SUPPLIED ENTRIES:
-------

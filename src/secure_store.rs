//! Host-managed secure storage.
//!
//! The bridge consumes storage through [`SecureStorage`]; it never owns the
//! backing store. Two implementations ship with the crate:
//!
//! - [`MemorySecureStorage`]: process-local map, used by tests and ephemeral sessions.
//! - [`EncryptedFileStorage`]: JSON map on disk, each value sealed with
//!   AES-256-GCM under a key derived (HKDF-SHA256) from a master secret.
//!   The entry key is bound as associated data, so ciphertexts cannot be
//!   swapped between keys.

use std::collections::{BTreeMap, HashMap};
use std::path::{Path, PathBuf};

use aes_gcm::aead::{Aead, Payload};
use aes_gcm::{Aes256Gcm, KeyInit, Nonce};
use async_trait::async_trait;
use base64::Engine;
use base64::engine::general_purpose::STANDARD as BASE64;
use hkdf::Hkdf;
use rand::RngCore;
use secrecy::{ExposeSecret, SecretString};
use sha2::Sha256;
use tokio::sync::{Mutex, RwLock};

use crate::error::StorageError;

const NONCE_LEN: usize = 12;
const HKDF_SALT: &[u8] = b"custody-bridge/secure-store/v1";
const HKDF_INFO: &[u8] = b"aes-256-gcm value key";

/// Asynchronous, fallible key/value storage for secret material.
#[async_trait]
pub trait SecureStorage: Send + Sync {
    async fn get_item(&self, key: &str) -> Result<Option<String>, StorageError>;
    async fn set_item(&self, key: &str, value: &str) -> Result<(), StorageError>;
    async fn remove_item(&self, key: &str) -> Result<(), StorageError>;
}

#[derive(Default)]
pub struct MemorySecureStorage {
    items: RwLock<HashMap<String, String>>,
}

impl MemorySecureStorage {
    pub fn new() -> Self {
        Self::default()
    }

    pub async fn len(&self) -> usize {
        self.items.read().await.len()
    }

    pub async fn is_empty(&self) -> bool {
        self.items.read().await.is_empty()
    }
}

#[async_trait]
impl SecureStorage for MemorySecureStorage {
    async fn get_item(&self, key: &str) -> Result<Option<String>, StorageError> {
        Ok(self.items.read().await.get(key).cloned())
    }

    async fn set_item(&self, key: &str, value: &str) -> Result<(), StorageError> {
        self.items
            .write()
            .await
            .insert(key.to_string(), value.to_string());
        Ok(())
    }

    async fn remove_item(&self, key: &str) -> Result<(), StorageError> {
        self.items.write().await.remove(key);
        Ok(())
    }
}

/// Encrypted JSON-file storage.
pub struct EncryptedFileStorage {
    path: PathBuf,
    cipher: Aes256Gcm,
    /// Serializes read-modify-write cycles on the file.
    file_lock: Mutex<()>,
}

impl EncryptedFileStorage {
    pub fn new(path: impl Into<PathBuf>, master: &SecretString) -> Result<Self, StorageError> {
        let hk = Hkdf::<Sha256>::new(Some(HKDF_SALT), master.expose_secret().as_bytes());
        let mut okm = [0u8; 32];
        hk.expand(HKDF_INFO, &mut okm)
            .map_err(|e| StorageError::Crypto(format!("key derivation failed: {e}")))?;
        let cipher = Aes256Gcm::new_from_slice(&okm)
            .map_err(|e| StorageError::Crypto(format!("invalid key length: {e}")))?;

        Ok(Self {
            path: path.into(),
            cipher,
            file_lock: Mutex::new(()),
        })
    }

    pub fn path(&self) -> &Path {
        &self.path
    }

    fn seal(&self, key: &str, value: &str) -> Result<String, StorageError> {
        let mut nonce = [0u8; NONCE_LEN];
        rand::rngs::OsRng.fill_bytes(&mut nonce);
        let ciphertext = self
            .cipher
            .encrypt(
                Nonce::from_slice(&nonce),
                Payload {
                    msg: value.as_bytes(),
                    aad: key.as_bytes(),
                },
            )
            .map_err(|_| StorageError::Crypto(format!("failed to encrypt value for {key}")))?;

        let mut blob = Vec::with_capacity(NONCE_LEN + ciphertext.len());
        blob.extend_from_slice(&nonce);
        blob.extend_from_slice(&ciphertext);
        Ok(BASE64.encode(blob))
    }

    fn open(&self, key: &str, sealed: &str) -> Result<String, StorageError> {
        let blob = BASE64
            .decode(sealed)
            .map_err(|e| StorageError::Corrupt(format!("{key}: invalid base64: {e}")))?;
        if blob.len() <= NONCE_LEN {
            return Err(StorageError::Corrupt(format!("{key}: ciphertext too short")));
        }
        let (nonce, ciphertext) = blob.split_at(NONCE_LEN);
        let plaintext = self
            .cipher
            .decrypt(
                Nonce::from_slice(nonce),
                Payload {
                    msg: ciphertext,
                    aad: key.as_bytes(),
                },
            )
            .map_err(|_| StorageError::Crypto(format!("failed to decrypt value for {key}")))?;
        String::from_utf8(plaintext)
            .map_err(|e| StorageError::Corrupt(format!("{key}: value is not UTF-8: {e}")))
    }

    async fn load(&self, key: &str) -> Result<BTreeMap<String, String>, StorageError> {
        match tokio::fs::read_to_string(&self.path).await {
            Ok(text) if text.trim().is_empty() => Ok(BTreeMap::new()),
            Ok(text) => serde_json::from_str(&text)
                .map_err(|e| StorageError::Corrupt(format!("{}: {e}", self.path.display()))),
            Err(e) if e.kind() == std::io::ErrorKind::NotFound => Ok(BTreeMap::new()),
            Err(e) => Err(StorageError::Io {
                key: key.to_string(),
                reason: e.to_string(),
            }),
        }
    }

    async fn persist(&self, key: &str, items: &BTreeMap<String, String>) -> Result<(), StorageError> {
        let io_err = |e: std::io::Error| StorageError::Io {
            key: key.to_string(),
            reason: e.to_string(),
        };

        if let Some(parent) = self.path.parent()
            && !parent.as_os_str().is_empty()
        {
            tokio::fs::create_dir_all(parent).await.map_err(io_err)?;
        }

        let text = serde_json::to_string_pretty(items)
            .map_err(|e| StorageError::Corrupt(format!("failed to serialize store: {e}")))?;
        let tmp = self.path.with_extension("tmp");
        tokio::fs::write(&tmp, text).await.map_err(io_err)?;
        tokio::fs::rename(&tmp, &self.path).await.map_err(io_err)?;
        Ok(())
    }
}

#[async_trait]
impl SecureStorage for EncryptedFileStorage {
    async fn get_item(&self, key: &str) -> Result<Option<String>, StorageError> {
        let _guard = self.file_lock.lock().await;
        let items = self.load(key).await?;
        items
            .get(key)
            .map(|sealed| self.open(key, sealed))
            .transpose()
    }

    async fn set_item(&self, key: &str, value: &str) -> Result<(), StorageError> {
        let sealed = self.seal(key, value)?;
        let _guard = self.file_lock.lock().await;
        let mut items = self.load(key).await?;
        items.insert(key.to_string(), sealed);
        self.persist(key, &items).await
    }

    async fn remove_item(&self, key: &str) -> Result<(), StorageError> {
        let _guard = self.file_lock.lock().await;
        let mut items = self.load(key).await?;
        if items.remove(key).is_some() {
            self.persist(key, &items).await?;
        }
        Ok(())
    }
}
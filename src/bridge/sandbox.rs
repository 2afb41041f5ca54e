//! Message-passing transport over a sandboxed script engine.
//!
//! Requests are posted into the sandbox as [`BridgeRequest`] text; replies,
//! readiness, engine errors and storage calls come back through
//! [`SandboxTransport::handle_message`] (or the [`SandboxTransport::run_inbound`]
//! pump). Inbound handling never fails: a malformed message is logged and
//! dropped so that unrelated in-flight requests are unaffected.

use std::sync::Arc;
use std::time::Duration;

use async_trait::async_trait;
use serde_json::Value;
use tokio::sync::mpsc;

use crate::auth::normalize::prepare_payload;
use crate::auth::operation::Operation;
use crate::bridge::codec::{
    BridgeRequest, InboundMessage, OutboundMessage, StorageResponse, decode_inbound,
    encode_outbound,
};
use crate::bridge::readiness::ReadinessGate;
use crate::bridge::storage::StorageProxy;
use crate::bridge::transport::{BridgeCore, Transport};
use crate::error::{BridgeError, redact_sensitive_detail};
use crate::secure_store::SecureStorage;

const BACKEND: &str = "sandbox";

/// Host side of the sandbox: something that can deliver text into the engine.
#[async_trait]
pub trait ScriptHost: Send + Sync {
    async fn post_message(&self, text: String) -> Result<(), BridgeError>;

    /// Whether the sandbox has been mounted at all.
    fn is_available(&self) -> bool {
        true
    }
}

pub struct SandboxTransport {
    core: BridgeCore,
    host: Arc<dyn ScriptHost>,
    storage: StorageProxy,
}

impl SandboxTransport {
    pub fn new(
        host: Arc<dyn ScriptHost>,
        storage: Arc<dyn SecureStorage>,
        ready_timeout: Duration,
    ) -> Self {
        Self {
            core: BridgeCore::new(ReadinessGate::new(), ready_timeout),
            host,
            storage: StorageProxy::new(storage),
        }
    }

    pub fn is_ready(&self) -> bool {
        self.core.readiness().is_ready()
    }

    /// Process one inbound message from the sandbox.
    pub async fn handle_message(&self, text: &str) {
        let message = match decode_inbound(text) {
            Ok(message) => message,
            Err(e) => {
                // Dropped on purpose: one bad message must not fail other callers.
                tracing::warn!(backend = BACKEND, error = %e, "Dropping malformed inbound message");
                return;
            }
        };

        match message {
            InboundMessage::Ready => {
                self.core.readiness().mark_ready();
            }
            InboundMessage::EngineError(error) => {
                tracing::error!(
                    backend = BACKEND,
                    error = %redact_sensitive_detail(&error),
                    "Sandbox engine reported an error"
                );
            }
            InboundMessage::Storage(request) => {
                let reply = self.storage.handle(request).await;
                self.post_storage_reply(reply).await;
            }
            InboundMessage::Response(response) => {
                let id = response.id.clone();
                self.core
                    .correlator()
                    .settle_with(&id, |operation| response.into_result(operation));
            }
        }
    }

    async fn post_storage_reply(&self, reply: StorageResponse) {
        let id = reply.id.clone();
        let text = match encode_outbound(&OutboundMessage::Storage(reply)) {
            Ok(text) => text,
            Err(e) => {
                tracing::error!(backend = BACKEND, id = %id, error = %e, "Failed to encode storage reply");
                return;
            }
        };
        if let Err(e) = self.host.post_message(text).await {
            tracing::warn!(backend = BACKEND, id = %id, error = %e, "Failed to post storage reply");
        }
    }

    /// Drain `inbound` into [`Self::handle_message`] until the channel closes
    /// or the bridge is destroyed.
    pub async fn run_inbound(&self, mut inbound: mpsc::Receiver<String>) {
        loop {
            tokio::select! {
                message = inbound.recv() => match message {
                    Some(text) => self.handle_message(&text).await,
                    None => break,
                },
                _ = self.core.until_destroyed() => break,
            }
        }
        tracing::debug!(backend = BACKEND, "Inbound pump stopped");
    }
}

#[async_trait]
impl Transport for SandboxTransport {
    fn name(&self) -> &'static str {
        BACKEND
    }

    async fn wait_for_ready(&self, timeout: Duration) -> Result<(), BridgeError> {
        self.core.ensure_live()?;
        self.core.wait_for_ready("waitForReady", timeout).await
    }

    async fn send_request(
        &self,
        operation: Operation,
        payload: Option<Value>,
        timeout: Duration,
    ) -> Result<Value, BridgeError> {
        self.core.ensure_live()?;
        if !self.host.is_available() {
            return Err(BridgeError::TransportUnavailable(
                "script host not initialised".to_string(),
            ));
        }

        let payload = prepare_payload(operation, payload)?;
        self.core.gate(operation).await?;

        let handle = self.core.register(operation, timeout)?;
        let text = encode_outbound(&OutboundMessage::Request(BridgeRequest {
            id: handle.id().to_string(),
            operation: operation.as_str().to_string(),
            payload,
        }))?;

        let id = handle.id().to_string();
        tracing::debug!(backend = BACKEND, id = %id, operation = %operation, "Posting bridge request");

        let post = async {
            if let Err(e) = self.host.post_message(text).await {
                self.core.correlator().settle(&id, Err(e));
            }
        };
        let wait = handle.wait();
        tokio::pin!(wait);

        // A host that never finishes posting is still bounded by the
        // request timeout and by destroy.
        tokio::select! {
            biased;
            outcome = &mut wait => outcome,
            _ = post => wait.await,
        }
    }

    async fn destroy(&self) {
        self.core.shutdown();
    }

    fn pending_requests(&self) -> usize {
        self.core.correlator().pending_count()
    }
}
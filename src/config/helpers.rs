//! Env-var helpers shared by the config resolvers.

use std::time::Duration;

use crate::error::ConfigError;

/// Read an env var, treating unset and blank values alike.
///
/// A value that is not valid unicode is a configuration error rather than
/// being silently ignored.
pub(crate) fn optional_env(key: &str) -> Result<Option<String>, ConfigError> {
    match std::env::var(key) {
        Ok(value) if value.trim().is_empty() => Ok(None),
        Ok(value) => Ok(Some(value.trim().to_string())),
        Err(std::env::VarError::NotPresent) => Ok(None),
        Err(std::env::VarError::NotUnicode(_)) => Err(ConfigError::InvalidValue {
            key: key.to_string(),
            message: "value is not valid unicode".to_string(),
        }),
    }
}

/// Millisecond budget from `key`, falling back to `default_ms`. Zero is rejected.
pub(crate) fn duration_ms_env(key: &str, default_ms: u64) -> Result<Duration, ConfigError> {
    let ms = optional_env(key)?
        .map(|s| s.parse::<u64>())
        .transpose()
        .map_err(|e| ConfigError::InvalidValue {
            key: key.to_string(),
            message: format!("must be a positive integer: {e}"),
        })?
        .unwrap_or(default_ms);
    if ms == 0 {
        return Err(ConfigError::InvalidValue {
            key: key.to_string(),
            message: "must be > 0".to_string(),
        });
    }
    Ok(Duration::from_millis(ms))
}

/// Parse `value` as an absolute http(s) URL.
pub(crate) fn validate_url(key: &str, value: &str) -> Result<String, ConfigError> {
    let parsed = url::Url::parse(value).map_err(|e| ConfigError::InvalidValue {
        key: key.to_string(),
        message: format!("invalid URL '{value}': {e}"),
    })?;
    if !matches!(parsed.scheme(), "http" | "https") {
        return Err(ConfigError::InvalidValue {
            key: key.to_string(),
            message: format!("expected an http(s) URL, got '{value}'"),
        });
    }
    Ok(value.trim_end_matches('/').to_string())
}

pub(crate) fn normalize_variant(value: &str) -> String {
    value.trim().to_ascii_lowercase().replace(['_', ' '], "-")
}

-------

ASSIGNMENT: The lines from the start of the entries above through the line containing "pub async fn is_empty(&self)" are the ones to return, please; copy them exactly and include both ends.

ANSWER TO THE EXERCISE:
filename src/secure_store.rs
//! Host-managed secure storage.
//!
//! The bridge consumes storage through [`SecureStorage`]; it never owns the
//! backing store. Two implementations ship with the crate:
//!
//! - [`MemorySecureStorage`]: process-local map, used by tests and ephemeral sessions.
//! - [`EncryptedFileStorage`]: JSON map on disk, each value sealed with
//!   AES-256-GCM under a key derived (HKDF-SHA256) from a master secret.
//!   The entry key is bound as associated data, so ciphertexts cannot be
//!   swapped between keys.

use std::collections::{BTreeMap, HashMap};
use std::path::{Path, PathBuf};

use aes_gcm::aead::{Aead, Payload};
use aes_gcm::{Aes256Gcm, KeyInit, Nonce};
use async_trait::async_trait;
use base64::Engine;
use base64::engine::general_purpose::STANDARD as BASE64;
use hkdf::Hkdf;
use rand::RngCore;
use secrecy::{ExposeSecret, SecretString};
use sha2::Sha256;
use tokio::sync::{Mutex, RwLock};

use crate::error::StorageError;

const NONCE_LEN: usize = 12;
const HKDF_SALT: &[u8] = b"custody-bridge/secure-store/v1";
const HKDF_INFO: &[u8] = b"aes-256-gcm value key";

/// Asynchronous, fallible key/value storage for secret material.
#[async_trait]
pub trait SecureStorage: Send + Sync {
    async fn get_item(&self, key: &str) -> Result<Option<String>, StorageError>;
    async fn set_item(&self, key: &str, value: &str) -> Result<(), StorageError>;
    async fn remove_item(&self, key: &str) -> Result<(), StorageError>;
}

#[derive(Default)]
pub struct MemorySecureStorage {
    items: RwLock<HashMap<String, String>>,
}

impl MemorySecureStorage {
    pub fn new() -> Self {
        Self::default()
    }

    pub async fn len(&self) -> usize {
        self.items.read().await.len()
    }

    pub async fn is_empty(&self) -> bool {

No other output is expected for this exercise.